# [TASK DATA]
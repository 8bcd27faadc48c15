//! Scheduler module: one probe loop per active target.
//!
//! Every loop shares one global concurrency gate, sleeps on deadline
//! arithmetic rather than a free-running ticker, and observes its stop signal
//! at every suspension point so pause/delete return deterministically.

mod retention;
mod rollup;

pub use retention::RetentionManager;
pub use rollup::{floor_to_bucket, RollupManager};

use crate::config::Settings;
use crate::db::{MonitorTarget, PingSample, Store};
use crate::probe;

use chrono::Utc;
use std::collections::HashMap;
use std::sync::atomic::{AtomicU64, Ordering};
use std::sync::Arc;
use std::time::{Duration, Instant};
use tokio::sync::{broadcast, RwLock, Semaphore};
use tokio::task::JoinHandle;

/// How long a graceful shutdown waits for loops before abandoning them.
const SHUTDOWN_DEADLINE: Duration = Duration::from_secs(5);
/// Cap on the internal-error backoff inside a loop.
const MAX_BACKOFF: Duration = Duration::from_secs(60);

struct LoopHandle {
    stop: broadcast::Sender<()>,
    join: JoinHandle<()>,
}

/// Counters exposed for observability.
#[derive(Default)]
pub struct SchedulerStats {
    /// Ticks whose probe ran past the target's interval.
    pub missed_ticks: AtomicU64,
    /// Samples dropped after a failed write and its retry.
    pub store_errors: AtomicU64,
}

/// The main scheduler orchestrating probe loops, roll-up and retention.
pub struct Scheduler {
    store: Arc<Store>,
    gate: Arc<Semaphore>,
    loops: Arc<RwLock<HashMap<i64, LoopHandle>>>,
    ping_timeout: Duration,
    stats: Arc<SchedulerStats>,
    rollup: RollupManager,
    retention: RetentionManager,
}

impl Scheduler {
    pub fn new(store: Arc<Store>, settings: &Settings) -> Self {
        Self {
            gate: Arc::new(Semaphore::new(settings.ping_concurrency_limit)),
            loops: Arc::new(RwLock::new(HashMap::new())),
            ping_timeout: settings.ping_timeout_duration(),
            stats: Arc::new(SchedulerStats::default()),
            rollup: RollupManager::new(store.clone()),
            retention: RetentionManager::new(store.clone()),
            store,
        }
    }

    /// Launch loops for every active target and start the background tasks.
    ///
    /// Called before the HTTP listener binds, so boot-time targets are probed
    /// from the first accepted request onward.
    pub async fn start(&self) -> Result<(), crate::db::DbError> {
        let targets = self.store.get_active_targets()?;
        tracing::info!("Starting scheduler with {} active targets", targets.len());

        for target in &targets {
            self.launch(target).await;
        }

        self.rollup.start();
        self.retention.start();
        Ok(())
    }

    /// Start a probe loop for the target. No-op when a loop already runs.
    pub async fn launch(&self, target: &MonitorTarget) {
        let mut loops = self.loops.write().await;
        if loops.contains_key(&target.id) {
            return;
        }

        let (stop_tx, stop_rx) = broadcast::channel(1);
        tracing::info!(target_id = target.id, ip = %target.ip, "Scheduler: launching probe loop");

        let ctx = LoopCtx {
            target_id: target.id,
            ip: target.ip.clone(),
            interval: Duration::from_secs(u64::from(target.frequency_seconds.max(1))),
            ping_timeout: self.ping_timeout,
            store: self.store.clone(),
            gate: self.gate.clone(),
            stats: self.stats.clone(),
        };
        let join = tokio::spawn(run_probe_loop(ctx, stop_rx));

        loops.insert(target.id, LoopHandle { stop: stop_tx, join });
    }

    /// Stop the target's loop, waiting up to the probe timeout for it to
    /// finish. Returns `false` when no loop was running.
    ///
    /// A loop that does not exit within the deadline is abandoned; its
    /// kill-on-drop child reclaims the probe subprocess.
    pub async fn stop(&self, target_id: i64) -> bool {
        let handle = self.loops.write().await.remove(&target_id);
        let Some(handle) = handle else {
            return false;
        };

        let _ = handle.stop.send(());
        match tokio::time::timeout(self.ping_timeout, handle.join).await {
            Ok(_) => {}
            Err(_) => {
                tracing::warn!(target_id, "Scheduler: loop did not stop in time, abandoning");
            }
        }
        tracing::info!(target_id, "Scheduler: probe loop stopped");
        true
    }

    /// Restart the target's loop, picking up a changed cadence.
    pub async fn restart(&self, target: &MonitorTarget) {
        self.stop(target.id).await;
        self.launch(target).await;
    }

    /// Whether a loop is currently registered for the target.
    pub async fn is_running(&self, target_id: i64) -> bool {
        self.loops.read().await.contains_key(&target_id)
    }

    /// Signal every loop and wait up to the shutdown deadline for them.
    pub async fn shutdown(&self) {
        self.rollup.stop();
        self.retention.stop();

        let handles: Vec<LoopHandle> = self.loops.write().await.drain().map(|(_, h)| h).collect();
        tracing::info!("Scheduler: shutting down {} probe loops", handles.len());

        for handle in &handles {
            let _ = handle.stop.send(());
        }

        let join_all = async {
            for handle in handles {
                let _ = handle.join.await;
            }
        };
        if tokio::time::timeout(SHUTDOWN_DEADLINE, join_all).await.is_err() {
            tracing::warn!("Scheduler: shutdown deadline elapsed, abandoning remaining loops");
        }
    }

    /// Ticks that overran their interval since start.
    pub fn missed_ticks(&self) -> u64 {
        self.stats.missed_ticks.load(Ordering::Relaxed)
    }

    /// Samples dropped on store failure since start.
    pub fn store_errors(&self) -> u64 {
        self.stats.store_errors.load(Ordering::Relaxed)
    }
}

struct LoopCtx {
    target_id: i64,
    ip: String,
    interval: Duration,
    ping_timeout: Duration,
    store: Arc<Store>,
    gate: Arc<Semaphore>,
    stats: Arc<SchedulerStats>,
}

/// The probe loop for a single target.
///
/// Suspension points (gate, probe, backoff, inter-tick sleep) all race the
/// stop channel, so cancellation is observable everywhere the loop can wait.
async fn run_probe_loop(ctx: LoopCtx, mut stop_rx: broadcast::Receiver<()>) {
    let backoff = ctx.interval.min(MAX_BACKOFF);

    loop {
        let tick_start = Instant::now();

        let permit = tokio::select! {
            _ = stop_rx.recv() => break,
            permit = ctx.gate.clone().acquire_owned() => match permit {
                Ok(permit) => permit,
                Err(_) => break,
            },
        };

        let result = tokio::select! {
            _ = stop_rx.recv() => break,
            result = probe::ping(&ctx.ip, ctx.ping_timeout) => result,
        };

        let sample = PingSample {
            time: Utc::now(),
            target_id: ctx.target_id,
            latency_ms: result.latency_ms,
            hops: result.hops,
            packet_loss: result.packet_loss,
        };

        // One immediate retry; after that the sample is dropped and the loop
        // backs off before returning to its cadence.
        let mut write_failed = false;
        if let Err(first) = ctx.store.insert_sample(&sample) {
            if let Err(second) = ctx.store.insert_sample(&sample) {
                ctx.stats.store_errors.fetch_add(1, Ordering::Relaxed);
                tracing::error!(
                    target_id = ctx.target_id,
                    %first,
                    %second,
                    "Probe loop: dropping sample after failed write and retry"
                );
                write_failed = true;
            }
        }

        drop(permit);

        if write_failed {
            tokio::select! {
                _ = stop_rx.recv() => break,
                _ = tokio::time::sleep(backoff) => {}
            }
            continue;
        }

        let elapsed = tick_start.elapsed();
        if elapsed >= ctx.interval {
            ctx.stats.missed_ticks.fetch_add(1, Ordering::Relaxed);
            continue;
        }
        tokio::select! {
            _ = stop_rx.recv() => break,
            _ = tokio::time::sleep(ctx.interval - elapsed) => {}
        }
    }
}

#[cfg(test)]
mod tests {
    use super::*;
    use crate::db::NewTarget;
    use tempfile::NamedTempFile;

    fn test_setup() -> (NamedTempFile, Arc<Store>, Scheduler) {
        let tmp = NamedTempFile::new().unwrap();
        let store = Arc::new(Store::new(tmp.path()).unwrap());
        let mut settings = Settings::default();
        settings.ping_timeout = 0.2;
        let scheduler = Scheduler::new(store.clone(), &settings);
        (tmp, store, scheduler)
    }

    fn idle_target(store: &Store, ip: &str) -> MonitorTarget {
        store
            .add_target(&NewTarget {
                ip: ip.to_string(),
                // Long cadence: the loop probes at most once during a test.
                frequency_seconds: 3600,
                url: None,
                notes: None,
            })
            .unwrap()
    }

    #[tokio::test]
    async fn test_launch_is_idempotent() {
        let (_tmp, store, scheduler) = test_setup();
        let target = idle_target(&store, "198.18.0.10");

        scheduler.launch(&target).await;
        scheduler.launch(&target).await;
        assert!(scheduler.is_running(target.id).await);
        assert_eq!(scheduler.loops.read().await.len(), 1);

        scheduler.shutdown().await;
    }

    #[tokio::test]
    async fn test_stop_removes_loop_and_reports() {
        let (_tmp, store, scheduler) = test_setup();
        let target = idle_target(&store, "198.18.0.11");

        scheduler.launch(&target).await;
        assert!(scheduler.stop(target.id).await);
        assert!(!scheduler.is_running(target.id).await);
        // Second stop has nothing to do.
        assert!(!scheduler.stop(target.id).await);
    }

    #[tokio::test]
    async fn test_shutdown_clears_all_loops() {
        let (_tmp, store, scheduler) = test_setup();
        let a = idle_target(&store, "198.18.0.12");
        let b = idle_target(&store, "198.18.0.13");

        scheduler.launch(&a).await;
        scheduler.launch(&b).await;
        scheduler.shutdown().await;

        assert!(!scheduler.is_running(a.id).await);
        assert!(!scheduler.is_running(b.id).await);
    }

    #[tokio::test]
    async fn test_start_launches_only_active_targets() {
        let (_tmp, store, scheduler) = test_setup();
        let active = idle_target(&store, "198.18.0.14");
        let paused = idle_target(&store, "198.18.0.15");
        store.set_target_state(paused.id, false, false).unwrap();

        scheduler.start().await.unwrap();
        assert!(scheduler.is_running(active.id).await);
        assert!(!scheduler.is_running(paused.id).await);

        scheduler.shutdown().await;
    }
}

# [GOAL OF THE EXERCISE]
Which lines of the records contain the word "permit"? Copy each of them.

# [TASK ANSWER]
        let permit = tokio::select! {
            permit = ctx.gate.clone().acquire_owned() => match permit {
                Ok(permit) => permit,
        drop(permit);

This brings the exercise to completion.